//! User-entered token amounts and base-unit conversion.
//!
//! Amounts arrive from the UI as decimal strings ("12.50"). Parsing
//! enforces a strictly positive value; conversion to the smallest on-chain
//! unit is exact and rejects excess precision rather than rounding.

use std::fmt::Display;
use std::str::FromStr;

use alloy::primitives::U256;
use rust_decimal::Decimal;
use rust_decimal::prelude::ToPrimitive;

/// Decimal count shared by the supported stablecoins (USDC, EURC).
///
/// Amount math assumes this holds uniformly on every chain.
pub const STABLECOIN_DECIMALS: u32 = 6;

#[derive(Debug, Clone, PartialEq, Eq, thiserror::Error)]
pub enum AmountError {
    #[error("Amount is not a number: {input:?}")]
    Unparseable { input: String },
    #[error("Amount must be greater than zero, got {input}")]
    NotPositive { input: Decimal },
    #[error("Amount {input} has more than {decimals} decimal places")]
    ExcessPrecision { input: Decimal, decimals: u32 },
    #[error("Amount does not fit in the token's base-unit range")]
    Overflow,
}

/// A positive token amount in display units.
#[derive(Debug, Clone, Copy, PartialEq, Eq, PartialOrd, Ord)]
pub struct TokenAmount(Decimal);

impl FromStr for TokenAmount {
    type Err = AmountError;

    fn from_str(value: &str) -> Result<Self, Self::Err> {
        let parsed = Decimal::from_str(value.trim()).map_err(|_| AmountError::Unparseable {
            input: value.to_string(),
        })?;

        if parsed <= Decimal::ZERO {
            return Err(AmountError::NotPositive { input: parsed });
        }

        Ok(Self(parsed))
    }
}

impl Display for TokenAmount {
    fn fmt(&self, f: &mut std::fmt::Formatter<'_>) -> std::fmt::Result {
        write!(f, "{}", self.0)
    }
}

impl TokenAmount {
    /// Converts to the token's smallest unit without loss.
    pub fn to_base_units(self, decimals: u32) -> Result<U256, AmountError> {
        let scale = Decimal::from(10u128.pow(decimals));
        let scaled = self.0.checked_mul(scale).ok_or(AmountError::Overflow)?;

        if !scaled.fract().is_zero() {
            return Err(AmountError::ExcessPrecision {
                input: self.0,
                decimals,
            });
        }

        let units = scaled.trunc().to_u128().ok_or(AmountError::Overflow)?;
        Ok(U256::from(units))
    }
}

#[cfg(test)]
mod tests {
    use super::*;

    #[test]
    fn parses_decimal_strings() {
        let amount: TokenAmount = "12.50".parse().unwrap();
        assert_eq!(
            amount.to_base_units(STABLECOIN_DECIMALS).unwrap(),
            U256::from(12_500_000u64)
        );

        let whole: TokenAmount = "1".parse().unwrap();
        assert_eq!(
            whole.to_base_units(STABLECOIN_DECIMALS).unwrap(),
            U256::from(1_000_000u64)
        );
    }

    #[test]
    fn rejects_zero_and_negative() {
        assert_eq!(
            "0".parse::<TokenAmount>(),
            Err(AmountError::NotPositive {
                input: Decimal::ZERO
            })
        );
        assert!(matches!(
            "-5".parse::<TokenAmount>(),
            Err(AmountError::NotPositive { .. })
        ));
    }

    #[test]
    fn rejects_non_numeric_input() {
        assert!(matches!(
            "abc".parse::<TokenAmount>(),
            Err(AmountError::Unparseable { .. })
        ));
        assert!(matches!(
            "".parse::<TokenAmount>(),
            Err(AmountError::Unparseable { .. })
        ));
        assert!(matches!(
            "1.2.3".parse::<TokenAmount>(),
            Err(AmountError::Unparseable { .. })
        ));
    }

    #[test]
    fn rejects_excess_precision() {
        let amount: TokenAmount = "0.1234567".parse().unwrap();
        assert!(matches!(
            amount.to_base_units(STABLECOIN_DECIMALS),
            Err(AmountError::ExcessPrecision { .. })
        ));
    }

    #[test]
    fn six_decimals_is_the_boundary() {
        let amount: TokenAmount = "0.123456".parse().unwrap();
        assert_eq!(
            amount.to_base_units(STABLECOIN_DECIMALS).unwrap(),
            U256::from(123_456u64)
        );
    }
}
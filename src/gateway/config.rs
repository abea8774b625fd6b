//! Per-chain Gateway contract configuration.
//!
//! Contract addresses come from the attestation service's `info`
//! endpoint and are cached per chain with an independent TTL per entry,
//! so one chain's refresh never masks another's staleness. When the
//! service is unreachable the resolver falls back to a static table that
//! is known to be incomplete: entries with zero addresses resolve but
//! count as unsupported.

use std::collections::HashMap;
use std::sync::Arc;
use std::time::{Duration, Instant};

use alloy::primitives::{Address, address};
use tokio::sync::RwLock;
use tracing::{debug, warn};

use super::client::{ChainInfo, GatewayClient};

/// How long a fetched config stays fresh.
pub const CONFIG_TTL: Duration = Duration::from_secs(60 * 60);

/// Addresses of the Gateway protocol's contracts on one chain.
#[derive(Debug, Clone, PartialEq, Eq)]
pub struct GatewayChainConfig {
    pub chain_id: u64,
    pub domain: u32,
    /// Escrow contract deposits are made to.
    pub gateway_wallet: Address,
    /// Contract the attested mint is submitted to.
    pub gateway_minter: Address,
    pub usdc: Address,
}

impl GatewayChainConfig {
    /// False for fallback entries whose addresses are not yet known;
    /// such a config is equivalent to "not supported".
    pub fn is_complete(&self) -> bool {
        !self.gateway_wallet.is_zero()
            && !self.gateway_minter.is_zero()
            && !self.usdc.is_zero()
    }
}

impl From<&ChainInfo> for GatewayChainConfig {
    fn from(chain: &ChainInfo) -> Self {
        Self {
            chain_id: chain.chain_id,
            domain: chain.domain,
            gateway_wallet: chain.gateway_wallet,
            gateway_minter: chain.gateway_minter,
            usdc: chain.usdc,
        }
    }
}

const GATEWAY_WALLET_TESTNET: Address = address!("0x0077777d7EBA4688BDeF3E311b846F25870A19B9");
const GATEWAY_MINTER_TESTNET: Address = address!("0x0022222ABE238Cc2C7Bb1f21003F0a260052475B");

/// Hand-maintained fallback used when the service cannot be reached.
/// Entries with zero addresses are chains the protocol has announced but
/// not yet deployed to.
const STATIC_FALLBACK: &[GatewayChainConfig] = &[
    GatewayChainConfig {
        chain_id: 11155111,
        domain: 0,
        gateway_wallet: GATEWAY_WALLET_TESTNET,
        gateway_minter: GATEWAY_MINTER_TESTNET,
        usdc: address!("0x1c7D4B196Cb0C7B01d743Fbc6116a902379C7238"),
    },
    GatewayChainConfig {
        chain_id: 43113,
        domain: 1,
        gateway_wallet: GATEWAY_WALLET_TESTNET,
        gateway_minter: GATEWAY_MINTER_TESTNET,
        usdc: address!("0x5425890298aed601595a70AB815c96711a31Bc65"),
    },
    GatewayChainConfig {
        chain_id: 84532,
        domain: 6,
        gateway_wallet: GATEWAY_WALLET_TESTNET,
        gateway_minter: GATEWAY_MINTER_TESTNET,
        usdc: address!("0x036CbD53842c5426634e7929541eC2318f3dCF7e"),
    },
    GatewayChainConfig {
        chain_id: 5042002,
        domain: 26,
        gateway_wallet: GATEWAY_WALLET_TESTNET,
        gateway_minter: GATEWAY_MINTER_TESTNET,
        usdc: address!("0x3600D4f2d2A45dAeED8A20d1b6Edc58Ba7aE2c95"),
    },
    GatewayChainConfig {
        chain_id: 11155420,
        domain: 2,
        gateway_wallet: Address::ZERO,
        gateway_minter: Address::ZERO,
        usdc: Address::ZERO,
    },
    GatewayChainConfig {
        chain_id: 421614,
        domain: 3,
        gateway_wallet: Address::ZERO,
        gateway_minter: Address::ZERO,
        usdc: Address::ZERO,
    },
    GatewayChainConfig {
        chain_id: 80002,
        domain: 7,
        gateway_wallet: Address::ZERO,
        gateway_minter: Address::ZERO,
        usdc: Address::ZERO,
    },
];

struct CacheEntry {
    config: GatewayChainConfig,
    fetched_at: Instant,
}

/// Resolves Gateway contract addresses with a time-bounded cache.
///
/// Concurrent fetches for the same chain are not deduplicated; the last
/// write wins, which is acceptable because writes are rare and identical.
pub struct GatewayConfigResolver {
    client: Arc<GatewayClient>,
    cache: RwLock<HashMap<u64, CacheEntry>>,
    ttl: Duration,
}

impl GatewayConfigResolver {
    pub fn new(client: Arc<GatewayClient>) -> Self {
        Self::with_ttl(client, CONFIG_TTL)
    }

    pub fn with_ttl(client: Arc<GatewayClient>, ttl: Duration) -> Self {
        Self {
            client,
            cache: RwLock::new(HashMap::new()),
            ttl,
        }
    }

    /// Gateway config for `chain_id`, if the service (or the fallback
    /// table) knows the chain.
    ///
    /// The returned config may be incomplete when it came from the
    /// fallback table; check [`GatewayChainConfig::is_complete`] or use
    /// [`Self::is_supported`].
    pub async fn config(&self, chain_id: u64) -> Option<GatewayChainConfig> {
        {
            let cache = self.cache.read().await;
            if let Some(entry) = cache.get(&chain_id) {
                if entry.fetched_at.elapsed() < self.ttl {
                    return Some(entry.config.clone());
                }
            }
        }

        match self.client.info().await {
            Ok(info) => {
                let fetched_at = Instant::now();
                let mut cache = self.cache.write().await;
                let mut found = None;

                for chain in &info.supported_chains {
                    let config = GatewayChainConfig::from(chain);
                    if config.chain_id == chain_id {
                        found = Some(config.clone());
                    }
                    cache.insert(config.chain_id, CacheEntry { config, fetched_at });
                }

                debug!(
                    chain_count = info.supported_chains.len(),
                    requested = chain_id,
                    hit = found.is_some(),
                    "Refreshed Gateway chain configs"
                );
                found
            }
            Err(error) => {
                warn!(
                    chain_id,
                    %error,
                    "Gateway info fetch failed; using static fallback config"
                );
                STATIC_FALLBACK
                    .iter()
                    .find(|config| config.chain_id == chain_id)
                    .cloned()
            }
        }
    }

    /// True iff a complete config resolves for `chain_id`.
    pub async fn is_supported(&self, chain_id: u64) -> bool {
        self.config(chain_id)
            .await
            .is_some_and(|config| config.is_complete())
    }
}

○ ○ ○ ○

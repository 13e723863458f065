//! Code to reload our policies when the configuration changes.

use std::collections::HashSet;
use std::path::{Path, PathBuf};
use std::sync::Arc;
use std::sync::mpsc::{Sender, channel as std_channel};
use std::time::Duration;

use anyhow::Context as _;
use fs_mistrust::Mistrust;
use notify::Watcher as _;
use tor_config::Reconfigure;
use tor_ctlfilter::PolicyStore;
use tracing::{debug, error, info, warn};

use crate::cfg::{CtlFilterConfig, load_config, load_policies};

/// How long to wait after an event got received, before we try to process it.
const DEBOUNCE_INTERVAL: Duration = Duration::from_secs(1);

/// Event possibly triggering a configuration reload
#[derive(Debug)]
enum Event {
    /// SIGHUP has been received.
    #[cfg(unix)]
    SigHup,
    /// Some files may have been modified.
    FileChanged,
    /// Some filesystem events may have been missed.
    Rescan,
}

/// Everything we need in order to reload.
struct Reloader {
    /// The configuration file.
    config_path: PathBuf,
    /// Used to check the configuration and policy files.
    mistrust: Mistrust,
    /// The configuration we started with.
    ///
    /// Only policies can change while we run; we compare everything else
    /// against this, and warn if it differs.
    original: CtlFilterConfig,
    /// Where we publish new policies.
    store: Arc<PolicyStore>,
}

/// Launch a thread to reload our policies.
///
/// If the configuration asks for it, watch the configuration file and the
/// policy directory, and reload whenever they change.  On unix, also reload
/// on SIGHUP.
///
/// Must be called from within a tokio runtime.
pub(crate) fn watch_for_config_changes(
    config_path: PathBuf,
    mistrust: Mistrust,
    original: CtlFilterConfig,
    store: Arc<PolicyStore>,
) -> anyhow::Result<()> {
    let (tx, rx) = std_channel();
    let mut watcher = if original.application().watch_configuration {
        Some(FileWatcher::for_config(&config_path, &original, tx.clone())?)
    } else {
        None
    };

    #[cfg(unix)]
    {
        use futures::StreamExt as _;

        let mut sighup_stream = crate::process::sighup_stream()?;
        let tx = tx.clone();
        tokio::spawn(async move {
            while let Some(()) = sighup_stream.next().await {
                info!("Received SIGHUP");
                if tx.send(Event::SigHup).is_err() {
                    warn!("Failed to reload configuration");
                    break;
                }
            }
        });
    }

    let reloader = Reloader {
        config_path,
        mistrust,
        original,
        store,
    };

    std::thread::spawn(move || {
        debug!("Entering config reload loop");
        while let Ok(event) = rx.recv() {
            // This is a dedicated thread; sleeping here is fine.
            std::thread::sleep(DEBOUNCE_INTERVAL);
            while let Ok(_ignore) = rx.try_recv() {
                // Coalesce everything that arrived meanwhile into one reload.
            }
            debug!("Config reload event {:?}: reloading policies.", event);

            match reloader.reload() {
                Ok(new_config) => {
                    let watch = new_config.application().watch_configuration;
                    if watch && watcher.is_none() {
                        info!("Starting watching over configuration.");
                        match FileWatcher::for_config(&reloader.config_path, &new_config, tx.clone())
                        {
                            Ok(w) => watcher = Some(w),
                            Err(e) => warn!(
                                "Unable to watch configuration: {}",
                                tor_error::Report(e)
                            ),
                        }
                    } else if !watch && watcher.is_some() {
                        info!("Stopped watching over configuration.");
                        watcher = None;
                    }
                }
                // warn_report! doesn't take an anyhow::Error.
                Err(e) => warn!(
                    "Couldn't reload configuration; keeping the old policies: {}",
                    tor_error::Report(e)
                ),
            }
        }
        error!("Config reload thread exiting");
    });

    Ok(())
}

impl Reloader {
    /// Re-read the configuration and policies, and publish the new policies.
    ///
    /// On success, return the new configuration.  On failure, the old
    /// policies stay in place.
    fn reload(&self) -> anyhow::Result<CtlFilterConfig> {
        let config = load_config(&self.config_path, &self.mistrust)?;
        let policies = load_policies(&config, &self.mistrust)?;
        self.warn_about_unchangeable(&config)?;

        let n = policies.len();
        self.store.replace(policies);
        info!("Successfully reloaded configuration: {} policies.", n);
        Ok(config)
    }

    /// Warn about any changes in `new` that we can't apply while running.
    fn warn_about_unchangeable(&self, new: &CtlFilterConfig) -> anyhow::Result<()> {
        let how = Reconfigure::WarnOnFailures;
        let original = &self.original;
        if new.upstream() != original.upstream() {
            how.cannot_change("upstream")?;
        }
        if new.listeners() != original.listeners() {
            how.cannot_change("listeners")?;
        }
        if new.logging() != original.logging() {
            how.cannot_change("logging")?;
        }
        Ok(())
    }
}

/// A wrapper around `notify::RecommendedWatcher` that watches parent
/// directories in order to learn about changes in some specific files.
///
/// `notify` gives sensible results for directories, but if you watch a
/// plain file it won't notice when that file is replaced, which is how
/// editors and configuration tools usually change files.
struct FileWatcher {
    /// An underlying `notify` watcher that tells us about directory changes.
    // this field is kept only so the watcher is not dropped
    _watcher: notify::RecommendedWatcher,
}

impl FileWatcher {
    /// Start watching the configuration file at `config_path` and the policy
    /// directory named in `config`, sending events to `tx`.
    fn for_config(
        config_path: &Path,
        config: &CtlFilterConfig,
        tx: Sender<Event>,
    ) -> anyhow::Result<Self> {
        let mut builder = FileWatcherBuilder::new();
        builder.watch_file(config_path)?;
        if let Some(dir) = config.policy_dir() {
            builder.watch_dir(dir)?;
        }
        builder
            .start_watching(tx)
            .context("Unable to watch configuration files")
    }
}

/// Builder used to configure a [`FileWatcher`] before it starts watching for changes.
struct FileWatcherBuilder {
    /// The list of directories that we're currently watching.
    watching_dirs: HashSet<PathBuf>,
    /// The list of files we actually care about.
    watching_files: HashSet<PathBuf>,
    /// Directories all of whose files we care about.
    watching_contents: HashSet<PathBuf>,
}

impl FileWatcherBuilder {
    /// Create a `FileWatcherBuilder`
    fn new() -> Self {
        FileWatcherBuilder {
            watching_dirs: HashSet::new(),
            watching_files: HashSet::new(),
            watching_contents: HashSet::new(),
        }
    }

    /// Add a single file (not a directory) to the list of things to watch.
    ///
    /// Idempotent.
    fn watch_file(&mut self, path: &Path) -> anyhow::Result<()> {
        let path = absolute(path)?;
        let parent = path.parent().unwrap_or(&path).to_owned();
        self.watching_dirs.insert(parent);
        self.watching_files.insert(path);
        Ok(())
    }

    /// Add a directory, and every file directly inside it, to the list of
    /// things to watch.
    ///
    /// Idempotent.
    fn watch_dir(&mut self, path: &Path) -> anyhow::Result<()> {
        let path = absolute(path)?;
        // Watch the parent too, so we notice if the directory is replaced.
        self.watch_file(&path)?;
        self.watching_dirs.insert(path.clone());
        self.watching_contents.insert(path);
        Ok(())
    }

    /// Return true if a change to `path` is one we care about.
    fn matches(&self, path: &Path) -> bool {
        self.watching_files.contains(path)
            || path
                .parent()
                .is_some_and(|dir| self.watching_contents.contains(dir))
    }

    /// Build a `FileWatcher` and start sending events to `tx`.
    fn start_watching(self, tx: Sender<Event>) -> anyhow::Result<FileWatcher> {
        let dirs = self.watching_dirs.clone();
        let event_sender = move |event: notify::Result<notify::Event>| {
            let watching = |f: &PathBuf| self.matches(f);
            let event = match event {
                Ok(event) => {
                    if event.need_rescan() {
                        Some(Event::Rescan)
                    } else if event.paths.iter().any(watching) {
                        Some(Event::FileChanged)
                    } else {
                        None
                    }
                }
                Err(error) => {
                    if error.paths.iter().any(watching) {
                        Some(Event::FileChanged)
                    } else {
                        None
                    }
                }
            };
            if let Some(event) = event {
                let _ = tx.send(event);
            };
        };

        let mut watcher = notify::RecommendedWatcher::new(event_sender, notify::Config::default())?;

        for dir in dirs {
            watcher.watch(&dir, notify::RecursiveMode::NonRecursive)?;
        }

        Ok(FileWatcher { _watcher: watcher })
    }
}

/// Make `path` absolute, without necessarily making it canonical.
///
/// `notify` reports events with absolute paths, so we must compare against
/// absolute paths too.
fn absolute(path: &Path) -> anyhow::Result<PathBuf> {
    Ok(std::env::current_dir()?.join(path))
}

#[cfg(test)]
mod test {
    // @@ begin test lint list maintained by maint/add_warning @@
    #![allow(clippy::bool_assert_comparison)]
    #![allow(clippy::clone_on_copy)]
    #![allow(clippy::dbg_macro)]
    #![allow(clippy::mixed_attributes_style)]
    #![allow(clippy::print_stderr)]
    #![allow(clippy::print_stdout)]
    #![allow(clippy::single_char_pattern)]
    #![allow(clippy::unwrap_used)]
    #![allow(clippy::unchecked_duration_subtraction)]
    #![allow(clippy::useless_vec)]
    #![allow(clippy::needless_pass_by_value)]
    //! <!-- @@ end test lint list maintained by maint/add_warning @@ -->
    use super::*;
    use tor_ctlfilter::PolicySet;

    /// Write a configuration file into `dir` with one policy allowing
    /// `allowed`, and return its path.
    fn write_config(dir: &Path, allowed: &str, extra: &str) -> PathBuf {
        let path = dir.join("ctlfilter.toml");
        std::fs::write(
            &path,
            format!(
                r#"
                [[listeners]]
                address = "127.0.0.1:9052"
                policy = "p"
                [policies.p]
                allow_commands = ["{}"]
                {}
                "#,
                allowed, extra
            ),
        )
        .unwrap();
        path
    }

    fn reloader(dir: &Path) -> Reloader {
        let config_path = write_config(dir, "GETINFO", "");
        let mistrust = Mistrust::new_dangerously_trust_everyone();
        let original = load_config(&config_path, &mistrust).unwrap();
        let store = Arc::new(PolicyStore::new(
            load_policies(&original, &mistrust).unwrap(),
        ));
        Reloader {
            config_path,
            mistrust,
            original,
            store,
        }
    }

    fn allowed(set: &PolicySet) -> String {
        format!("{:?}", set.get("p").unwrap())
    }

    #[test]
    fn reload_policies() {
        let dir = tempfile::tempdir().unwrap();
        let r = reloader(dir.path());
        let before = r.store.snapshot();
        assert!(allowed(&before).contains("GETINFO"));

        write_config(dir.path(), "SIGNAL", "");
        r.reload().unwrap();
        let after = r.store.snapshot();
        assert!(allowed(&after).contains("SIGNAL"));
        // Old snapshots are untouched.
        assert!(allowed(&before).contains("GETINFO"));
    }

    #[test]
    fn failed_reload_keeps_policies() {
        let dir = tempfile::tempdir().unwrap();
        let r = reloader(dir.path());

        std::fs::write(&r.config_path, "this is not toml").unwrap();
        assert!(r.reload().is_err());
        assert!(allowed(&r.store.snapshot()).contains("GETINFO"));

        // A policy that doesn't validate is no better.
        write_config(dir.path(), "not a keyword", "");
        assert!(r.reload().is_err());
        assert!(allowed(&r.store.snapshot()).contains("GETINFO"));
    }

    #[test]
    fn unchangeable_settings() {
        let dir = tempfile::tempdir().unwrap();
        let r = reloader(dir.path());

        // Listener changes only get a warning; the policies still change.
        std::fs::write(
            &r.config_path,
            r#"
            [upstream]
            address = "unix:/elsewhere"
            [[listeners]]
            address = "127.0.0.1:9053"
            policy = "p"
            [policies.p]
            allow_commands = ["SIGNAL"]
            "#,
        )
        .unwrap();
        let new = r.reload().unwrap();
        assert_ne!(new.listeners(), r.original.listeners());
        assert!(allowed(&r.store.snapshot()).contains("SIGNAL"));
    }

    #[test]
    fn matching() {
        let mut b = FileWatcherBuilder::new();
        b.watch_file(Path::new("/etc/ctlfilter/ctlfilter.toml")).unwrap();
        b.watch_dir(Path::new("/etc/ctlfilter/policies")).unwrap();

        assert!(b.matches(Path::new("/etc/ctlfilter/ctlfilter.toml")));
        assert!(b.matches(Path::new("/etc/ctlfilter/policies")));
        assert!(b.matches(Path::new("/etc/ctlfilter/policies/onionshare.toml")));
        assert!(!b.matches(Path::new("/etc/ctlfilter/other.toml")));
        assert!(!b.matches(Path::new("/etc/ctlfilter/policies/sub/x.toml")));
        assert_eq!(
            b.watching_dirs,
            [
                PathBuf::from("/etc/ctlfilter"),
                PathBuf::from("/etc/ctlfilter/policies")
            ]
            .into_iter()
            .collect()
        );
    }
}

○ ○ ○ ○

#### [Your goal]
Only those lines of the entries above that run from the line containing "builder.watch_dir(dir)?;" to the line containing "we're currently watching.", both included, should be transcribed exactly.

#### [Response for this exercise]
            builder.watch_dir(dir)?;
        }
        builder
            .start_watching(tx)
            .context("Unable to watch configuration files")
    }
}

/// Builder used to configure a [`FileWatcher`] before it starts watching for changes.
struct FileWatcherBuilder {
    /// The list of directories that we're currently watching.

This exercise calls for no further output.